Posted on : 2013-01-09 11:41 KST Modified on : 2019-10-19 20:29 KST
Claim to area between Korea and Japan unlikely to have concrete outcome, but does have “declarative significance”

By Park Byong-su, staff reporter

The South Korean government submitted a report on Dec. 26 to the United Nations Commission on the Limits of the Continental Shelf (CLCS) claiming that the continental shelf on the country’s southern coast extends more than 200 nautical miles to the Okinawa Trough.

On Dec. 27, a senior official with the Ministry of Foreign Affairs and Trade explained that the report put the boundary of the South Korean continental shelf approximately five nautical miles from Japanese territorial waters near the Okinawa Islands (12 nautical miles).

The senior official added that the borders were between 38km and 125km closer to Japan than in figures submitted in a preliminary report in May 2009.

The total area of continental shelf farther than 200 nautical miles from the South Korean coast was also more than double the area given in a 2009 preliminary document.

The government’s report was submitted according to the terms of the UN Convention on the Law of the Sea, which requires a country to submit a report when claiming that an area more than 200 nautical miles from its coast is part of its continental shelf.

Countries are entitled to claim the ocean floor and subsoil within 200 nautical miles of their coast as continental shelf, which gives them exclusive rights to resource exploration and extraction. But to claim an area farther out, they have to prove that the ocean floor there is a natural extension of their continental land mass.

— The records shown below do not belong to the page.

use serde::{Deserialize, Serialize};

/// Authored instruction record: a type tag, an opaque parameter blob, and an
/// enabled flag.
///
/// The blob is the `bincode` encoding of the variant's configured fields. It
/// only ever decodes to plain data.
#[derive(Clone, Debug, PartialEq, Eq, Hash, Serialize, Deserialize)]
pub struct CommandDescriptor {
    pub type_tag: String,
    #[serde(default)]
    pub parameters: Vec<u8>,
    #[serde(default = "enabled_by_default")]
    pub enabled: bool,
}

const fn enabled_by_default() -> bool {
    true
}

impl CommandDescriptor {
    pub fn new(type_tag: impl Into<String>, parameters: Vec<u8>) -> Self {
        Self {
            type_tag: type_tag.into(),
            parameters,
            enabled: true,
        }
    }

    #[must_use]
    pub fn disabled(mut self) -> Self {
        self.enabled = false;
        self
    }
}
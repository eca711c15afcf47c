use serde::{Deserialize, Serialize};

use crate::registry::ExecutionMode;

/// Interpreter tuning shared by every session of a host.
#[derive(Clone, Copy, Debug, PartialEq, Eq, Serialize, Deserialize)]
#[serde(default)]
pub struct InterpreterConfig {
    /// Filter applied to descriptors before a program is built.
    pub execution_mode: ExecutionMode,
    /// Idle instances kept per command kind in the shared pool.
    ///
    /// Read when the pool is created
    /// ([`InterpreterServices::with_config`](crate::InterpreterServices::with_config));
    /// an interpreter handed an existing factory keeps that factory's pool.
    pub pool_capacity_per_kind: usize,
    /// Completes a session as faulted after this many ticks.
    ///
    /// `None` lets loops run forever, which is what most map events want.
    pub max_ticks_per_session: Option<u64>,
}

impl InterpreterConfig {
    pub const DEFAULT_POOL_CAPACITY: usize = 16;

    pub fn new() -> Self {
        Self {
            execution_mode: ExecutionMode::Auto,
            pool_capacity_per_kind: Self::DEFAULT_POOL_CAPACITY,
            max_ticks_per_session: None,
        }
    }

    #[must_use]
    pub fn with_execution_mode(mut self, mode: ExecutionMode) -> Self {
        self.execution_mode = mode;
        self
    }

    #[must_use]
    pub fn with_max_ticks(mut self, max_ticks: u64) -> Self {
        self.max_ticks_per_session = Some(max_ticks);
        self
    }
}

impl Default for InterpreterConfig {
    fn default() -> Self {
        Self::new()
    }
}
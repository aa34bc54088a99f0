use chrono::Local;
use log::LevelFilter;
use std::io::{self, Write};

use env_logger::{Builder, Target};

pub const LOG_FILE_ENV: &str = "CELLSCOPE_LOG_FILE";

/// Set up logging. `log_file` (or `CELLSCOPE_LOG_FILE`) sends records to a file instead of
/// stderr, so they do not interleave with readings printed on stdout.
pub fn init_logging(log_file: Option<&str>) {
    let path = log_file
        .map(str::to_string)
        .or_else(|| std::env::var(LOG_FILE_ENV).ok());

    if let Some(path) = path {
        if let Err(err) = init_file_logger(&path) {
            eprintln!("Failed to initialize file logger at '{path}': {err}");
            init_stderr_logger();
        }
    } else {
        init_stderr_logger();
    }
}

fn init_stderr_logger() {
    let mut builder = Builder::new();
    builder
        .format(|buf, record| {
            writeln!(
                buf,
                "{} [{}] {}",
                Local::now().format("%Y-%m-%d %H:%M:%S"),
                record.level(),
                record.args()
            )
        })
        .target(Target::Stderr)
        .filter_level(LevelFilter::Warn)
        .parse_default_env();
    let _ = builder.try_init();
}

fn init_file_logger(path: &str) -> io::Result<()> {
    let file = std::fs::OpenOptions::new()
        .create(true)
        .append(true)
        .open(path)?;

    let mut builder = Builder::new();
    builder
        .format(|buf, record| {
            writeln!(
                buf,
                "{}:{} {} [{}] - {}",
                record.file().unwrap_or("unknown"),
                record.line().unwrap_or(0),
                Local::now().format("%Y-%m-%dT%H:%M:%S%.3f"),
                record.level(),
                record.args()
            )
        })
        .target(Target::Pipe(Box::new(file)))
        .filter_level(LevelFilter::Debug)
        .parse_default_env();
    if builder.try_init().is_err() {
        return Err(io::Error::other("a logger is already installed"));
    }

    log::info!("File logger initialized at {path}");

    Ok(())
}
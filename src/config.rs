use anyhow::{anyhow, Context, Result};
use serde::{Deserialize, Serialize};
use std::{path::Path, time::Duration};

use cellscope_protocol::{StatusThresholds, DEFAULT_BUFFER_CAP, DEFAULT_WINDOW_SIZE};

use crate::transport::{SerialParams, DEFAULT_BAUD_RATE};

pub const DEFAULT_SETTLE_DELAY_MS: u64 = 100;

/// Session settings, loaded from a JSON or TOML file and overridden by command line flags.
#[derive(Debug, Clone, PartialEq, Serialize, Deserialize)]
#[serde(default)]
pub struct SessionConfig {
    /// Serial port to open. `None` lets the transport pick the only connected port.
    pub port_name: Option<String>,
    pub baud_rate: u32,
    /// Largest partial record (in bytes) kept between chunks.
    pub buffer_cap: usize,
    /// Samples kept by the rolling chart window.
    pub window_size: usize,
    /// Readings kept for export on exit. `None` keeps the whole run.
    pub history_limit: Option<usize>,
    /// Pause after the handle is closed, before the session is usable again.
    pub settle_delay_ms: u64,
    pub thresholds: StatusThresholds,
}

impl Default for SessionConfig {
    fn default() -> Self {
        Self {
            port_name: None,
            baud_rate: DEFAULT_BAUD_RATE,
            buffer_cap: DEFAULT_BUFFER_CAP,
            window_size: DEFAULT_WINDOW_SIZE,
            history_limit: None,
            settle_delay_ms: DEFAULT_SETTLE_DELAY_MS,
            thresholds: StatusThresholds::default(),
        }
    }
}

impl SessionConfig {
    pub fn from_json(json_str: &str) -> Result<Self, serde_json::Error> {
        serde_json::from_str(json_str)
    }

    pub fn from_toml(toml_str: &str) -> Result<Self, toml::de::Error> {
        toml::from_str(toml_str)
    }

    /// Read a configuration file; the format follows the extension (`.json` or `.toml`).
    pub fn from_file(path: impl AsRef<Path>) -> Result<Self> {
        let path = path.as_ref();
        let content = std::fs::read_to_string(path)
            .with_context(|| format!("failed to read config file {}", path.display()))?;
        let ext = path
            .extension()
            .and_then(|e| e.to_str())
            .map(str::to_ascii_lowercase);
        match ext.as_deref() {
            Some("json") => Self::from_json(&content)
                .with_context(|| format!("invalid JSON config {}", path.display())),
            Some("toml") => Self::from_toml(&content)
                .with_context(|| format!("invalid TOML config {}", path.display())),
            _ => Err(anyhow!(
                "unsupported config format for {} (expected .json or .toml)",
                path.display()
            )),
        }
    }

    pub fn to_json(&self) -> Result<String, serde_json::Error> {
        serde_json::to_string_pretty(self)
    }

    pub fn with_port_name(mut self, port_name: impl Into<String>) -> Self {
        self.port_name = Some(port_name.into());
        self
    }

    pub fn with_baud_rate(mut self, baud_rate: u32) -> Self {
        self.baud_rate = baud_rate;
        self
    }

    pub fn with_settle_delay(mut self, delay: Duration) -> Self {
        self.settle_delay_ms = delay.as_millis() as u64;
        self
    }

    pub fn with_buffer_cap(mut self, buffer_cap: usize) -> Self {
        self.buffer_cap = buffer_cap;
        self
    }

    pub fn with_history_limit(mut self, limit: usize) -> Self {
        self.history_limit = Some(limit);
        self
    }

    pub fn serial_params(&self) -> SerialParams {
        SerialParams::with_baud_rate(self.baud_rate)
    }

    pub fn settle_delay(&self) -> Duration {
        Duration::from_millis(self.settle_delay_ms)
    }
}
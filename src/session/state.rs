use serde::{Deserialize, Serialize};
use strum::{Display, EnumString};

use cellscope_protocol::Reading;

/// Lifecycle of one connection session.
#[derive(
    Debug, Clone, Copy, PartialEq, Eq, Default, Serialize, Deserialize, Display, EnumString,
)]
#[serde(rename_all = "lowercase")]
#[strum(serialize_all = "lowercase")]
pub enum ConnectionState {
    #[default]
    Idle,
    Connecting,
    Connected,
    Disconnecting,
    Error,
}

/// What a session publishes to its consumer.
#[derive(Debug, Clone, PartialEq)]
pub enum SessionEvent {
    StateChanged {
        state: ConnectionState,
        /// Set for `Error`, and for transitions worth explaining to the user.
        message: Option<String>,
    },
    Reading(Reading),
}

impl SessionEvent {
    pub fn state(&self) -> Option<ConnectionState> {
        match self {
            SessionEvent::StateChanged { state, .. } => Some(*state),
            SessionEvent::Reading(_) => None,
        }
    }
}
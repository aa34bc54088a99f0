use serde::{Deserialize, Serialize};
use std::collections::BTreeMap;

use crate::model::{Cell, CellStatus};

/// Voltage bands used to grade a cell, tuned for a nominal 3.0–4.2 V lithium chemistry.
#[derive(Debug, Clone, Copy, PartialEq, Serialize, Deserialize)]
#[serde(default)]
pub struct StatusThresholds {
    /// Below this the input is treated as disconnected.
    pub absent_below: f64,
    /// Lower bound of the healthy band (inclusive).
    pub good_min: f64,
    /// Upper bound of the healthy band (inclusive); above it the cell is overcharged.
    pub good_max: f64,
    /// Anything between `absent_below` and this value is a deeply discharged cell.
    pub low_warning_below: f64,
}

impl Default for StatusThresholds {
    fn default() -> Self {
        Self {
            absent_below: 0.1,
            good_min: 3.0,
            good_max: 4.3,
            low_warning_below: 2.5,
        }
    }
}

impl StatusThresholds {
    /// Grade `voltage` by magnitude, so a reversed lead grades the same as a normal one.
    pub fn classify(&self, voltage: f64) -> CellStatus {
        let v = voltage.abs();
        if v < self.absent_below {
            CellStatus::Danger
        } else if (self.good_min..=self.good_max).contains(&v) {
            CellStatus::Good
        } else if v > self.good_max || (v > self.absent_below && v < self.low_warning_below) {
            CellStatus::Warning
        } else {
            // 2.5..3.0 V and the exact lower threshold are tolerated
            CellStatus::Good
        }
    }
}

/// Grade a cell voltage with the default thresholds.
pub fn classify(voltage: f64) -> CellStatus {
    StatusThresholds::default().classify(voltage)
}

/// Entry from the `Cel <k>: <v>V` section.
#[derive(Debug, Clone, Copy, PartialEq)]
pub struct SectionCell {
    pub voltage: f64,
    pub status: CellStatus,
}

/// Cell as seen from a module pin, before reconciliation.
#[derive(Debug, Clone, PartialEq)]
pub struct CumulativeCell {
    pub number: u32,
    pub voltage: f64,
    pub raw: i32,
    pub module_id: u32,
    pub pin: String,
}

/// Merge the per-pin cumulative readings with the direct per-cell section.
///
/// `cumulative` must already be sorted ascending by number. With a non-empty section every
/// cell takes its value from there (missing entries become 0 V / danger). With an empty
/// section each cell is derived as the difference to the previous pin, which only holds when
/// pins really measure a cumulative stack in ascending order.
pub fn reconcile(
    section: &BTreeMap<u32, SectionCell>,
    cumulative: &[CumulativeCell],
    thresholds: &StatusThresholds,
) -> Vec<Cell> {
    let mut cells = Vec::with_capacity(cumulative.len());

    if !section.is_empty() {
        for pin_cell in cumulative {
            let (individual_voltage, status) = match section.get(&pin_cell.number) {
                Some(entry) => (entry.voltage, entry.status),
                None => (0.0, CellStatus::Danger),
            };
            cells.push(to_cell(pin_cell, individual_voltage, status));
        }
        return cells;
    }

    let mut previous: Option<f64> = None;
    for pin_cell in cumulative {
        let individual_voltage = match previous {
            Some(below) => pin_cell.voltage - below,
            None => pin_cell.voltage,
        };
        previous = Some(pin_cell.voltage);
        cells.push(to_cell(
            pin_cell,
            individual_voltage,
            thresholds.classify(individual_voltage),
        ));
    }
    cells
}

fn to_cell(pin_cell: &CumulativeCell, individual_voltage: f64, status: CellStatus) -> Cell {
    Cell {
        number: pin_cell.number,
        cumulative_voltage: pin_cell.voltage,
        individual_voltage,
        raw: pin_cell.raw,
        module_id: pin_cell.module_id,
        pin: pin_cell.pin.clone(),
        status,
    }
}
use chrono::{DateTime, Utc};
use std::collections::VecDeque;

use crate::{export, model::Reading};

pub const DEFAULT_WINDOW_SIZE: usize = 50;

pub const TOTAL_SERIES: &str = "Total";

/// Readings captured during a run, for export on exit. A bounded history keeps only the most
/// recent `limit` readings.
#[derive(Debug, Clone, Default)]
pub struct ReadingHistory {
    limit: Option<usize>,
    readings: VecDeque<Reading>,
}

impl ReadingHistory {
    pub fn new() -> Self {
        Self::default()
    }

    pub fn bounded(limit: usize) -> Self {
        Self {
            limit: Some(limit.max(1)),
            readings: VecDeque::new(),
        }
    }

    pub fn limit(&self) -> Option<usize> {
        self.limit
    }

    pub fn push(&mut self, reading: Reading) {
        if self.limit.is_some_and(|limit| self.readings.len() >= limit) {
            self.readings.pop_front();
        }
        self.readings.push_back(reading);
    }

    pub fn latest(&self) -> Option<&Reading> {
        self.readings.back()
    }

    /// Oldest first.
    pub fn readings(&self) -> impl Iterator<Item = &Reading> {
        self.readings.iter()
    }

    pub fn len(&self) -> usize {
        self.readings.len()
    }

    pub fn is_empty(&self) -> bool {
        self.readings.is_empty()
    }

    pub fn clear(&mut self) {
        self.readings.clear();
    }

    pub fn write_csv<W: std::io::Write>(&self, writer: W) -> Result<(), csv::Error> {
        export::write_csv(writer, self.readings.iter())
    }

    pub fn to_csv(&self) -> Result<String, csv::Error> {
        let mut out = Vec::new();
        self.write_csv(&mut out)?;
        Ok(String::from_utf8_lossy(&out).into_owned())
    }

    pub fn to_json(&self) -> Result<String, serde_json::Error> {
        serde_json::to_string_pretty(&self.readings)
    }
}

/// One sample of the rolling window: a timestamp and the value of each named series.
#[derive(Debug, Clone, PartialEq)]
pub struct Sample {
    pub timestamp: DateTime<Utc>,
    pub values: Vec<(String, f64)>,
}

/// Rolling window of named series, the shape a live chart consumes.
///
/// Series appear the first time they are seen; a sample missing a series leaves that column
/// empty in [`TimeSeriesWindow::export_table`].
#[derive(Debug, Clone)]
pub struct TimeSeriesWindow {
    capacity: usize,
    series: Vec<String>,
    samples: VecDeque<Sample>,
}

impl Default for TimeSeriesWindow {
    fn default() -> Self {
        Self::new(DEFAULT_WINDOW_SIZE)
    }
}

impl TimeSeriesWindow {
    pub fn new(capacity: usize) -> Self {
        let capacity = capacity.max(1);
        Self {
            capacity,
            series: Vec::new(),
            samples: VecDeque::with_capacity(capacity),
        }
    }

    /// Push one sample; the oldest one drops out once the window is full.
    pub fn update(&mut self, timestamp: DateTime<Utc>, values: Vec<(String, f64)>) {
        for (name, _) in &values {
            if !self.series.iter().any(|s| s == name) {
                self.series.push(name.clone());
            }
        }
        if self.samples.len() == self.capacity {
            self.samples.pop_front();
        }
        self.samples.push_back(Sample { timestamp, values });
    }

    /// Feed a reading: the pack total plus every present cell.
    pub fn push_reading(&mut self, reading: &Reading) {
        let mut values = vec![(TOTAL_SERIES.to_string(), reading.total_voltage)];
        values.extend(
            reading
                .present_cells()
                .map(|cell| (format!("Cell {}", cell.number), cell.individual_voltage)),
        );
        self.update(reading.timestamp, values);
    }

    pub fn series(&self) -> &[String] {
        &self.series
    }

    pub fn samples(&self) -> impl Iterator<Item = &Sample> {
        self.samples.iter()
    }

    pub fn len(&self) -> usize {
        self.samples.len()
    }

    pub fn is_empty(&self) -> bool {
        self.samples.is_empty()
    }

    pub fn capacity(&self) -> usize {
        self.capacity
    }

    /// Header row (`Timestamp` plus series names) followed by one row per sample.
    pub fn export_table(&self) -> Vec<Vec<String>> {
        let mut table = Vec::with_capacity(self.samples.len() + 1);
        let mut header = vec!["Timestamp".to_string()];
        header.extend(self.series.iter().cloned());
        table.push(header);

        for sample in &self.samples {
            let mut row = vec![sample.timestamp.to_rfc3339()];
            for name in &self.series {
                let cell = sample
                    .values
                    .iter()
                    .find(|(series, _)| series == name)
                    .map(|(_, v)| format!("{v:.3}"))
                    .unwrap_or_default();
                row.push(cell);
            }
            table.push(row);
        }
        table
    }
}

The CLCS will post the South Korean report on online for three months, after which it will hear the country‘s official case during a general meeting in either July or October.

But experts viewed the chances of the committee holding a review of the report as slight. Explaining that the review would not go ahead if neighboring countries object, a Ministry of Foreign Affairs and Trade official said that Japan has been calling South Korea’s claims a violation of its maritime rights.

But the official added that the report has “great declarative significance in terms of South Korea asserting its right to this continental shelf”.

“The final demarcation of the continental shelf in the East China Sea will have been to be decided through negotiations between South Korea, China, and Japan,” the official said.

On Dec. 14, 2012, China also submitted a document to the CLCS, which claimed that the Chinese continental shelf extends to the Okinawa trough. Therefore, the claims of South Korea, China and Japan all overlap in certain areas.